◆ **DATASET CONTENT**:
[Start of Attachment]
// src/services/auth.rs

use bcrypt::{hash, verify};
use chrono::Utc;
use jsonwebtoken::{decode, encode, DecodingKey, EncodingKey, Header, Validation};
use sqlx::PgPool;
use tokio::sync::OnceCell;
use uuid::Uuid;

use crate::{
    common::error::AppError,
    db::UserRepository,
    models::auth::{AuthResponse, ChangePasswordPayload, Claims, CreateUserPayload, Role, SetupAdminPayload, User},
};

async fn hash_password(password: &str) -> Result<String, AppError> {
    let password = password.to_owned();
    let hashed = tokio::task::spawn_blocking(move || hash(&password, bcrypt::DEFAULT_COST))
        .await
        .map_err(|e| anyhow::anyhow!("Falha na task de hashing: {}", e))??;
    Ok(hashed)
}

async fn verify_password(password: &str, password_hash: &str) -> Result<bool, AppError> {
    let password = password.to_owned();
    let password_hash = password_hash.to_owned();
    let valid = tokio::task::spawn_blocking(move || verify(&password, &password_hash))
        .await
        .map_err(|e| anyhow::anyhow!("Falha na task de verificação de senha: {}", e))??;
    Ok(valid)
}

// Hash descartável: login de usuário inexistente paga o mesmo bcrypt
static DUMMY_HASH: OnceCell<String> = OnceCell::const_new();

async fn dummy_hash() -> Result<&'static str, AppError> {
    let hashed = DUMMY_HASH
        .get_or_try_init(|| hash_password("vayon-login-placeholder"))
        .await?;
    Ok(hashed.as_str())
}

#[derive(Clone)]
pub struct AuthService {
    user_repo: UserRepository,
    jwt_secret: String,
    jwt_expiration_hours: i64,
    pool: PgPool,
}

impl AuthService {
    pub fn new(user_repo: UserRepository, jwt_secret: String, jwt_expiration_hours: i64, pool: PgPool) -> Self {
        Self {
            user_repo,
            jwt_secret,
            jwt_expiration_hours,
            pool,
        }
    }

    /// Cria o primeiro ADMIN. Recusa se já existir qualquer usuário.
    pub async fn setup(&self, payload: &SetupAdminPayload) -> Result<AuthResponse, AppError> {
        let password_hash = hash_password(&payload.password).await?;

        let mut tx = self.pool.begin().await?;

        if self.user_repo.lock_and_count(&mut tx).await? > 0 {
            return Err(AppError::SetupAlreadyCompleted);
        }

        let user = self
            .user_repo
            .create_user(
                &mut *tx,
                payload.username.trim(),
                payload.email.trim(),
                &password_hash,
                payload.full_name.trim(),
                Role::Admin,
            )
            .await?;

        tx.commit().await?;

        tracing::info!("👑 Administrador inicial criado: {}", user.username);
        let token = self.create_token(user.id)?;
        Ok(AuthResponse { token, user })
    }

    pub async fn login(&self, username: &str, password: &str) -> Result<AuthResponse, AppError> {
        let Some(user) = self.user_repo.find_by_username(username.trim()).await? else {
            verify_password(password, dummy_hash().await?).await?;
            return Err(AppError::InvalidCredentials);
        };

        if !verify_password(password, &user.password_hash).await? {
            return Err(AppError::InvalidCredentials);
        }
        if !user.is_active {
            return Err(AppError::InactiveUser);
        }

        self.user_repo.touch_last_login(user.id).await?;

        let token = self.create_token(user.id)?;
        Ok(AuthResponse { token, user })
    }

    pub async fn validate_token(&self, token: &str) -> Result<User, AppError> {
        let validation = Validation::default();
        let token_data = decode::<Claims>(
            token,
            &DecodingKey::from_secret(self.jwt_secret.as_ref()),
            &validation,
        )
        .map_err(|_| AppError::InvalidToken)?;

        let user = self
            .user_repo
            .find_by_id(token_data.claims.sub)
            .await?
            .ok_or(AppError::UserNotFound)?;

        if !user.is_active {
            return Err(AppError::InactiveUser);
        }
        Ok(user)
    }

    fn create_token(&self, user_id: Uuid) -> Result<String, AppError> {
        let now = Utc::now();
        let expires_at = now + chrono::Duration::hours(self.jwt_expiration_hours);

        let claims = Claims {
            sub: user_id,
            exp: expires_at.timestamp() as usize,
            iat: now.timestamp() as usize,
        };

        Ok(encode(
            &Header::default(),
            &claims,
            &EncodingKey::from_secret(self.jwt_secret.as_ref()),
        )?)
    }

    // --- GESTÃO DE USUÁRIOS ---

    pub async fn list_users(&self) -> Result<Vec<User>, AppError> {
        self.user_repo.list_users().await
    }

    pub async fn create_user(&self, payload: &CreateUserPayload) -> Result<User, AppError> {
        let password_hash = hash_password(&payload.password).await?;
        let user = self
            .user_repo
            .create_user(
                &self.pool,
                payload.username.trim(),
                payload.email.trim(),
                &password_hash,
                payload.full_name.trim(),
                payload.role,
            )
            .await?;
        tracing::info!("Usuário {} criado com papel {:?}", user.username, user.role);
        Ok(user)
    }

    pub async fn change_password(&self, user: &User, payload: &ChangePasswordPayload) -> Result<(), AppError> {
        if !verify_password(&payload.current_password, &user.password_hash).await? {
            return Err(AppError::InvalidCredentials);
        }
        let password_hash = hash_password(&payload.new_password).await?;
        self.user_repo.update_password(user.id, &password_hash).await
    }

    pub async fn deactivate_user(&self, id: Uuid, current_user_id: Uuid) -> Result<User, AppError> {
        if id == current_user_id {
            return Err(AppError::CannotDeactivateSelf);
        }
        self.user_repo.deactivate(id).await
    }
}

#[cfg(test)]
mod tests {
    use super::*;

    fn service(hours: i64) -> AuthService {
        let pool = sqlx::postgres::PgPoolOptions::new()
            .connect_lazy("postgres://localhost/vayon_test")
            .unwrap();
        AuthService::new(UserRepository::new(pool.clone()), "segredo-de-teste".into(), hours, pool)
    }

    #[tokio::test]
    async fn token_carries_user_and_lifetime() {
        let svc = service(24);
        let user_id = Uuid::new_v4();
        let token = svc.create_token(user_id).unwrap();

        let data = decode::<Claims>(
            &token,
            &DecodingKey::from_secret(b"segredo-de-teste"),
            &Validation::default(),
        )
        .unwrap();
        assert_eq!(data.claims.sub, user_id);
        assert_eq!(data.claims.exp - data.claims.iat, 24 * 3600);
    }

    #[tokio::test]
    async fn garbage_token_is_rejected_before_touching_the_database() {
        let svc = service(1);
        assert!(matches!(svc.validate_token("not.a.jwt").await, Err(AppError::InvalidToken)));
    }

    #[tokio::test]
    async fn hash_and_verify_roundtrip() {
        let hashed = hash_password("segredo123").await.unwrap();
        assert!(verify_password("segredo123", &hashed).await.unwrap());
        assert!(!verify_password("outra", &hashed).await.unwrap());
    }

    #[tokio::test]
    async fn cannot_deactivate_self() {
        let svc = service(1);
        let id = Uuid::new_v4();
        assert!(matches!(svc.deactivate_user(id, id).await, Err(AppError::CannotDeactivateSelf)));
    }

    #[tokio::test]
    async fn unknown_user_hash_is_stable_and_matches_nothing() {
        let first = dummy_hash().await.unwrap();
        let second = dummy_hash().await.unwrap();
        assert!(std::ptr::eq(first, second));
        assert!(first.starts_with("$2"));
        assert!(!verify_password("admin123", first).await.unwrap());
    }
}
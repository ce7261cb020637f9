use itertools::Itertools;
use serde::Deserialize;
use std::collections::HashMap;
use std::env;
use std::fs;
use std::io;
use std::path::{Path, PathBuf};

use crate::error::*;
use crate::navigation::Trigger;

/// Maps key names (`ArrowLeft`, `t`, ...) to navigation actions. Names are case sensitive.
pub type KeyMap = HashMap<String, Trigger>;

const CONFIG_PATH_ENV_VAR: &str = "CALNAV_CONFIG_FILE";

pub(crate) fn find_configfile_locations() -> Vec<PathBuf> {
    let mut locations = Vec::new();

    if let Ok(path) = env::var(CONFIG_PATH_ENV_VAR) {
        locations.push(PathBuf::from(path));
    }

    if let Some(dir) = dirs::config_dir() {
        locations.push(dir.join("calnav").join("config.toml"));
    }

    match dirs::home_dir() {
        Some(home) => locations.push(home.join(".calnav.toml")),
        None => log::warn!("Unable to find home directory"),
    }

    locations
}

#[derive(Debug, Default, Deserialize)]
#[serde(default)]
struct ConfigFile {
    key_map: KeyMap,
}

#[derive(Debug, Clone)]
pub struct Config {
    pub key_map: KeyMap,
}

impl Default for Config {
    fn default() -> Config {
        let mut config = Config {
            key_map: HashMap::new(),
        };

        config
            .key_map
            .insert("ArrowLeft".to_owned(), Trigger::Previous);
        config.key_map.insert("ArrowRight".to_owned(), Trigger::Next);
        config.key_map.insert("t".to_owned(), Trigger::Today);
        config.key_map.insert("T".to_owned(), Trigger::Today);

        config
    }
}

impl Config {
    /// Bindings from the file are added on top of the default ones.
    pub fn from_toml_str(content: &str) -> Result<Self> {
        let file: ConfigFile = toml::from_str(content)?;

        let mut config = Config::default();
        config.key_map.extend(file.key_map);

        Ok(config)
    }

    pub fn load(path: &Path) -> Result<Self> {
        let content = fs::read_to_string(path).map_err(|err| match err.kind() {
            io::ErrorKind::NotFound => Error::new(
                ErrorKind::ConfigNotFound,
                &format!("'{}'", path.display()),
            ),
            _ => Error::from(err),
        })?;

        Config::from_toml_str(&content)
    }

    pub fn trigger_for(&self, key: &str) -> Option<Trigger> {
        self.key_map.get(key).copied()
    }

    pub fn bound_keys(&self) -> String {
        self.key_map.keys().sorted().join(", ")
    }
}

/// Loads `path` if given. Otherwise the first existing default location is
/// used, falling back to the built-in bindings.
pub fn load_suitable_config(path: Option<&Path>) -> Result<Config> {
    if let Some(path) = path {
        log::info!("Loading config from '{}'", path.display());
        return Config::load(path);
    }

    match find_configfile_locations().into_iter().find(|p| p.is_file()) {
        Some(location) => {
            log::info!("Loading config from '{}'", location.display());
            Config::load(&location)
        }
        None => {
            log::debug!("No config file found, using default key bindings");
            Ok(Config::default())
        }
    }
}

#[cfg(test)]
mod tests {
    use super::*;

    #[test]
    fn default_bindings() {
        let config = Config::default();
        assert_eq!(config.trigger_for("ArrowLeft"), Some(Trigger::Previous));
        assert_eq!(config.trigger_for("ArrowRight"), Some(Trigger::Next));
        assert_eq!(config.trigger_for("t"), Some(Trigger::Today));
        assert_eq!(config.trigger_for("T"), Some(Trigger::Today));
        assert_eq!(config.trigger_for("arrowleft"), None);
        assert_eq!(config.bound_keys(), "ArrowLeft, ArrowRight, T, t");
    }

    #[test]
    fn file_bindings_extend_defaults() {
        let config = Config::from_toml_str(
            r#"
            [key_map]
            h = "prev"
            l = "next"
            t = "next"
            "#,
        )
        .unwrap();

        assert_eq!(config.trigger_for("h"), Some(Trigger::Previous));
        assert_eq!(config.trigger_for("l"), Some(Trigger::Next));
        assert_eq!(config.trigger_for("t"), Some(Trigger::Next));
        assert_eq!(config.trigger_for("ArrowLeft"), Some(Trigger::Previous));
    }

    #[test]
    fn empty_file_keeps_defaults() {
        let config = Config::from_toml_str("").unwrap();
        assert_eq!(config.key_map.len(), Config::default().key_map.len());
    }

    #[test]
    fn unknown_trigger_is_rejected() {
        let err = Config::from_toml_str("[key_map]\nx = \"sideways\"\n").unwrap_err();
        assert!(matches!(err.kind, ErrorKind::ConfigParse));
    }

    #[test]
    fn explicit_missing_file_fails() {
        let path = env::temp_dir().join("calnav-does-not-exist.toml");
        let err = load_suitable_config(Some(&path)).unwrap_err();
        assert!(matches!(err.kind, ErrorKind::ConfigNotFound));
    }

    #[test]
    fn explicit_file_is_loaded() {
        let path = env::temp_dir().join(format!("calnav-test-{}.toml", std::process::id()));
        fs::write(&path, "[key_map]\nPageUp = \"previous\"\n").unwrap();

        let config = load_suitable_config(Some(&path));
        let _ = fs::remove_file(&path);

        assert_eq!(config.unwrap().trigger_for("PageUp"), Some(Trigger::Previous));
    }
}
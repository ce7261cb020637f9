use std::convert::From;
use std::error;
use std::fmt;
use std::io;

pub type Result<T> = std::result::Result<T, Error>;

#[derive(Debug)]
pub struct Error {
    pub kind: ErrorKind,
    pub message: Option<String>,
}

#[derive(Debug)]
pub enum ErrorKind {
    ConfigParse,
    ConfigNotFound,
    UrlParse,
    DateParse,
    UnknownTrigger,
    IOError(io::Error),
}

impl Error {
    pub fn new(kind: ErrorKind, msg: &str) -> Self {
        Error {
            kind,
            message: Some(msg.to_owned()),
        }
    }

    pub fn with_msg(mut self, message: &str) -> Self {
        self.message = Some(message.to_owned());
        self
    }
}

impl From<ErrorKind> for Error {
    fn from(kind: ErrorKind) -> Error {
        Error {
            kind,
            message: None,
        }
    }
}

impl From<io::Error> for Error {
    fn from(io_error: io::Error) -> Error {
        Error::from(ErrorKind::IOError(io_error))
    }
}

impl From<toml::de::Error> for Error {
    fn from(toml_error: toml::de::Error) -> Error {
        Error::new(ErrorKind::ConfigParse, &toml_error.to_string())
    }
}

impl From<url::ParseError> for Error {
    fn from(parse_error: url::ParseError) -> Error {
        Error::new(
            ErrorKind::UrlParse,
            &format!("Could not parse url: {}", parse_error),
        )
    }
}

impl From<chrono::ParseError> for Error {
    fn from(parse_error: chrono::ParseError) -> Error {
        Error::new(
            ErrorKind::DateParse,
            &format!("Could not parse date: {}", parse_error),
        )
    }
}

impl fmt::Display for Error {
    fn fmt(&self, f: &mut fmt::Formatter<'_>) -> fmt::Result {
        match &self.message {
            Some(msg) => write!(f, "{}: {}", self.kind.as_str(), msg),
            None => write!(f, "{}", self.kind.as_str()),
        }
    }
}

impl error::Error for Error {
    fn source(&self) -> Option<&(dyn error::Error + 'static)> {
        match &self.kind {
            ErrorKind::IOError(err) => Some(err),
            _ => None,
        }
    }
}

impl ErrorKind {
    pub fn as_str(&self) -> String {
        match self {
            ErrorKind::ConfigParse => "invalid configuration".to_owned(),
            ErrorKind::ConfigNotFound => "configuration file not found".to_owned(),
            ErrorKind::UrlParse => "invalid url".to_owned(),
            ErrorKind::DateParse => "invalid date format".to_owned(),
            ErrorKind::UnknownTrigger => "unknown navigation action".to_owned(),
            ErrorKind::IOError(err) => err.to_string(),
        }
    }
}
[End of Attachment]
Tell how many lines in the material hold the word "info". Reply with the number only.

◆ **SOLUTION TO THIS TASK**: 4